Each level is a song, visualised as a wireframe with beats strung along its length. A dot travels along the line and you tap as it passes over the beats. Each wireframe moves to the level's track beautifully, sweeping outwards as a crescendo builds, jerking madly back and forth during a hectic solo. These 3D kinks and curves subtly alter your dot's pace and, accompanied by a twisting viewpoint, often make the dynamic sections so eye-popping that you must play by instinct.
And often, instinct works. Groove Coaster isn't just happy to feature a varied set of sixteen tracks. Or to give each of the songs a hard difficulty that reveals its true form, unyielding but irresistible. No, its most delicious touch is invisible: little ad-lib beats hidden along the wireframe track.
You'll discover them by accidentally tapping to the rhythm rather than the beats – and also that you're following the tune as much as the track, and finding extra visual effects where before there was space. It gives a dusting of improvisation to playing that can't be undervalued, and makes mastery seem so much further away.

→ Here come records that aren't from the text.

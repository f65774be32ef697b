//! PRISM triples reader: a `.trans`/`.labels` pair plus an optional rates
//! module (`.prism`/`.sm`/`.nm`/`.pm`) that names certain rates as
//! interactive actions.
//!
//! ```text
//! const double R_ACT = 3.0; // Action "act"
//! ```
//! ```text
//! <nStates> <nTransitions>
//! <src> <dst> <rate>
//! ...
//! ```
//! ```text
//! 0="init" 1="reach"
//! 0:0
//! 3:1
//! ```

use std::collections::HashMap;
use std::fs;
use std::path::{Path, PathBuf};

use imc_core::{Graph, GraphReader, Label, Transition};

use crate::error::CodecError;

const MODULE_EXTENSIONS: &[&str] = &["prism", "sm", "nm", "pm"];

pub struct PrismReader;

impl GraphReader for PrismReader {
    fn read(&self, path: &Path, cycle_search: bool) -> Result<Graph, Box<dyn std::error::Error>> {
        let base = strip_known_extension(path);
        let rate_names = read_rate_names(&base)?;
        let (n_states, triples) = read_trans(&base)?;
        let (label_names, initial_states) = read_labels(&base)?;

        let mut graph = Graph::new();
        graph.cycle_search = cycle_search;
        let mut ids = vec![graph.initial_state()];
        for _ in 1..n_states.max(1) {
            ids.push(graph.new_state());
        }

        if let Some(&first) = initial_states.first() {
            graph.set_initial_state(ids[first]);
        }
        for &s in initial_states.iter().skip(1) {
            tracing::debug!(state = s, "ignoring additional PRISM initial state");
        }
        let _ = label_names;

        for (src, dst, rate) in triples {
            let (label_id, is_action) = match rate_names.get(&rate.to_bits()) {
                Some(name) => (graph.get_or_intern(name, true)?, true),
                None => (
                    graph.intern_label(Label::Markov { rate, prefix: None }),
                    false,
                ),
            };
            let source = ids[src];
            let target = ids[dst];
            if is_action {
                graph.set_mark(source, true);
            }
            if graph.cycle_search
                && graph.resolve_label(label_id).is_interactive()
                && graph.reachable(target, source, true)
            {
                tracing::debug!(src, dst, "dropped edge that would close an interactive cycle");
                continue;
            }
            graph.add_edge(source, Transition::new(target, label_id));
        }

        Ok(graph)
    }
}

fn strip_known_extension(path: &Path) -> PathBuf {
    match path.extension().and_then(|e| e.to_str()) {
        Some(ext) if ext == "trans" || ext == "labels" || MODULE_EXTENSIONS.contains(&ext) => {
            path.with_extension("")
        }
        _ => path.to_path_buf(),
    }
}

/// `rate.to_bits() -> action name`. Earlier definitions win on collision
/// (matches the source tool's first-writer-wins rule).
fn read_rate_names(base: &Path) -> Result<HashMap<u64, String>, CodecError> {
    let mut map = HashMap::new();
    for ext in MODULE_EXTENSIONS {
        let p = base.with_extension(ext);
        let Ok(text) = fs::read_to_string(&p) else {
            continue;
        };
        for (lineno, line) in text.lines().enumerate() {
            let Some((rate, name)) = parse_rate_decl(line) else {
                continue;
            };
            map.entry(rate.to_bits()).or_insert(name);
            let _ = lineno;
        }
        break;
    }
    Ok(map)
}

fn parse_rate_decl(line: &str) -> Option<(f64, String)> {
    let eq = line.find('=')?;
    let semi = line[eq..].find(';')? + eq;
    let rate: f64 = line[eq + 1..semi].trim().parse().ok()?;

    let quote_start = line.find("Action \"")? + "Action \"".len();
    let rest = &line[quote_start..];
    let quote_end = rest.find('"')?;
    Some((rate, rest[..quote_end].to_owned()))
}

fn read_trans(base: &Path) -> Result<(usize, Vec<(usize, usize, f64)>), CodecError> {
    let p = base.with_extension("trans");
    let path_str = p.display().to_string();
    let text = fs::read_to_string(&p)?;
    let mut lines = text.lines().enumerate();

    let (_, header) = lines.next().ok_or_else(|| CodecError::UnexpectedEof(path_str.clone()))?;
    let mut parts = header.split_whitespace();
    let n_states: usize = parts
        .next()
        .and_then(|s| s.parse().ok())
        .ok_or_else(|| CodecError::Parse {
            path: path_str.clone(),
            line: 1,
            message: "missing state count".into(),
        })?;
    let n_transitions: usize = parts
        .next()
        .and_then(|s| s.parse().ok())
        .ok_or_else(|| CodecError::Parse {
            path: path_str.clone(),
            line: 1,
            message: "missing transition count".into(),
        })?;

    let mut triples = Vec::with_capacity(n_transitions);
    for (idx, line) in lines {
        if line.trim().is_empty() {
            continue;
        }
        let mut parts = line.split_whitespace();
        let err = || CodecError::Parse {
            path: path_str.clone(),
            line: idx + 1,
            message: format!("malformed transition line {line:?}"),
        };
        let src: usize = parts.next().and_then(|s| s.parse().ok()).ok_or_else(err)?;
        let dst: usize = parts.next().and_then(|s| s.parse().ok()).ok_or_else(err)?;
        let rate: f64 = parts.next().and_then(|s| s.parse().ok()).ok_or_else(err)?;
        triples.push((src, dst, rate));
    }

    Ok((n_states, triples))
}

fn read_labels(base: &Path) -> Result<(HashMap<usize, String>, Vec<usize>), CodecError> {
    let p = base.with_extension("labels");
    let path_str = p.display().to_string();
    let text = fs::read_to_string(&p)?;
    let mut lines = text.lines();

    let mut names = HashMap::new();
    let mut init_id = None;
    if let Some(decl_line) = lines.next() {
        for entry in decl_line.split_whitespace() {
            let Some((id_text, rest)) = entry.split_once('=') else {
                continue;
            };
            let id: usize = id_text.parse().map_err(|_| CodecError::Parse {
                path: path_str.clone(),
                line: 1,
                message: format!("bad label id in {entry:?}"),
            })?;
            let name = rest.trim_matches('"').to_owned();
            if name == "init" {
                init_id = Some(id);
            }
            names.insert(id, name);
        }
    }

    let mut initial_states = Vec::new();
    for (idx, line) in lines.enumerate() {
        if line.trim().is_empty() {
            continue;
        }
        let (state_text, id_text) = line.split_once(':').ok_or_else(|| CodecError::Parse {
            path: path_str.clone(),
            line: idx + 2,
            message: format!("malformed label assignment {line:?}"),
        })?;
        let state: usize = state_text.parse().map_err(|_| CodecError::Parse {
            path: path_str.clone(),
            line: idx + 2,
            message: format!("bad state index {state_text:?}"),
        })?;
        let id: usize = id_text.trim().parse().map_err(|_| CodecError::Parse {
            path: path_str.clone(),
            line: idx + 2,
            message: format!("bad label id {id_text:?}"),
        })?;
        if Some(id) == init_id {
            initial_states.push(state);
        }
    }

    Ok((names, initial_states))
}
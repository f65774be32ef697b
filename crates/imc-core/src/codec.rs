//! Registry of named graph codecs.
//!
//! Handlers are plain trait objects registered explicitly by the caller
//! (typically once, from `main`) rather than through static initializers —
//! this keeps registration order deterministic and avoids any process-wide
//! mutable state.

use std::collections::HashMap;
use std::path::Path;

use thiserror::Error;

use crate::Graph;

#[derive(Debug, Error)]
pub enum FormatError {
    #[error("no reader registered for format {0:?}")]
    UnknownReadFormat(String),
    #[error("no writer registered for format {0:?}")]
    UnknownWriteFormat(String),
}

/// A reader that can parse a graph out of one or more files rooted at
/// `path` (e.g. a basename shared by PRISM's `.trans`/`.labels` triple).
///
/// `cycle_search` is applied as edges are inserted, not after the fact:
/// with it enabled, an edge that would close a new interactive cycle is
/// dropped and counted rather than added.
pub trait GraphReader {
    fn read(&self, path: &Path, cycle_search: bool) -> Result<Graph, Box<dyn std::error::Error>>;
}

/// A writer that serializes a graph to `path` in a specific format.
pub trait GraphWriter {
    fn write(&self, graph: &Graph, path: &Path) -> Result<(), Box<dyn std::error::Error>>;
}

/// Maps format names (`"bcg"`, `"prism"`, `"ctmdp"`, ...) to the reader or
/// writer that handles them. Owned by the caller, never a global.
#[derive(Default)]
pub struct CodecRegistry {
    readers: HashMap<String, Box<dyn GraphReader>>,
    writers: HashMap<String, Box<dyn GraphWriter>>,
}

impl CodecRegistry {
    pub fn new() -> Self {
        Self::default()
    }

    pub fn register_reader(&mut self, format: impl Into<String>, reader: Box<dyn GraphReader>) {
        self.readers.insert(format.into(), reader);
    }

    pub fn register_writer(&mut self, format: impl Into<String>, writer: Box<dyn GraphWriter>) {
        self.writers.insert(format.into(), writer);
    }

    pub fn read(
        &self,
        format: &str,
        path: &Path,
        cycle_search: bool,
    ) -> Result<Graph, CodecDispatchError> {
        self.readers
            .get(format)
            .ok_or_else(|| CodecDispatchError::Format(FormatError::UnknownReadFormat(format.to_owned())))?
            .read(path, cycle_search)
            .map_err(CodecDispatchError::Codec)
    }

    pub fn write(&self, format: &str, graph: &Graph, path: &Path) -> Result<(), CodecDispatchError> {
        self.writers
            .get(format)
            .ok_or_else(|| CodecDispatchError::Format(FormatError::UnknownWriteFormat(format.to_owned())))?
            .write(graph, path)
            .map_err(CodecDispatchError::Codec)
    }

    pub fn read_formats(&self) -> impl Iterator<Item = &str> {
        self.readers.keys().map(String::as_str)
    }

    pub fn write_formats(&self) -> impl Iterator<Item = &str> {
        self.writers.keys().map(String::as_str)
    }
}

#[derive(Debug, Error)]
pub enum CodecDispatchError {
    #[error(transparent)]
    Format(#[from] FormatError),
    #[error(transparent)]
    Codec(Box<dyn std::error::Error>),
}
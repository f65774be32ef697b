//! Explicit registration of the default set of codecs.
//!
//! Called once from the CLI's `main`, replacing the source tool's
//! static-initializer registry with a plain function call.

use imc_core::CodecRegistry;

use crate::bcg::{BcgReader, BcgWriter};
use crate::ctmdp::{CtmdpWriter, CtmdpiWriter};
use crate::etmcc::EtmccWriter;
use crate::lab::LabWriter;
use crate::marked::MarkedWriter;
use crate::prism::PrismReader;

pub fn register_default_codecs(registry: &mut CodecRegistry) {
    registry.register_reader("bcg", Box::new(BcgReader));
    registry.register_writer("bcg", Box::new(BcgWriter));

    registry.register_reader("prism", Box::new(PrismReader));

    registry.register_writer("ctmdp", Box::new(CtmdpWriter));
    registry.register_writer("ctmdpi", Box::new(CtmdpiWriter));
    registry.register_writer("etmcc", Box::new(EtmccWriter));
    registry.register_writer("lab", Box::new(LabWriter));
    registry.register_writer("marked", Box::new(MarkedWriter));
}

#[cfg(test)]
mod registry_tests {
    use super::*;

    #[test]
    fn registers_every_default_format() {
        let mut registry = CodecRegistry::new();
        register_default_codecs(&mut registry);
        let reads: Vec<_> = registry.read_formats().collect();
        let writes: Vec<_> = registry.write_formats().collect();
        assert!(reads.contains(&"bcg"));
        assert!(reads.contains(&"prism"));
        assert!(writes.contains(&"ctmdp"));
        assert!(writes.contains(&"ctmdpi"));
        assert!(writes.contains(&"etmcc"));
        assert!(writes.contains(&"lab"));
        assert!(writes.contains(&"marked"));
    }
}
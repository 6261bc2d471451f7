use esched_core::Planner;
use strsim::jaro_winkler;

const SIMILARITY_THRESHOLD: f64 = 0.8;

/// Closest known name to `input`, if any is similar enough to be a likely typo.
pub fn closest_name<'a>(input: &str, known: impl IntoIterator<Item = &'a str>) -> Option<&'a str> {
    let needle = input.trim().to_lowercase();
    let mut best: Option<(f64, &str)> = None;

    for candidate in known {
        let score = jaro_winkler(&needle, &candidate.to_lowercase());
        if score < SIMILARITY_THRESHOLD {
            continue;
        }
        match best {
            Some((best_score, _)) if score <= best_score => {}
            _ => best = Some((score, candidate)),
        }
    }

    best.map(|(_, name)| name)
}

/// Canonical cohort names for user input, or an error naming the likely intended cohort.
pub fn resolve_cohorts(planner: &Planner, names: &[String]) -> Result<Vec<String>, String> {
    names
        .iter()
        .map(|name| match planner.cohort(name) {
            Some(cohort) => Ok(cohort.name().to_string()),
            None => Err(unknown_cohort(planner, name)),
        })
        .collect()
}

fn unknown_cohort(planner: &Planner, name: &str) -> String {
    let known = planner.cohorts().iter().map(|cohort| cohort.name());
    if let Some(hint) = closest_name(name, known) {
        return format!("Unknown cohort '{name}'. Did you mean '{hint}'?");
    }

    let all: Vec<&str> = planner.cohorts().iter().map(|cohort| cohort.name()).collect();
    if all.is_empty() {
        format!("Unknown cohort '{name}'. The plan defines no cohorts.")
    } else {
        format!("Unknown cohort '{name}'. Known cohorts: {}.", all.join(", "))
    }
}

There are many other reasons why Groove Coaster is a great game: the persistent levelling of your avatar, the credits, the Space Invaders level, the skins that modify visual effects, and the hippy symbols that always seem to mark the tracks' best bits. But Groove Coaster is more than just a sum of these many parts. It arrives fully formed, with a challenge and aesthetic that's beautifully intertwined and finely crafted. Joyous. [9]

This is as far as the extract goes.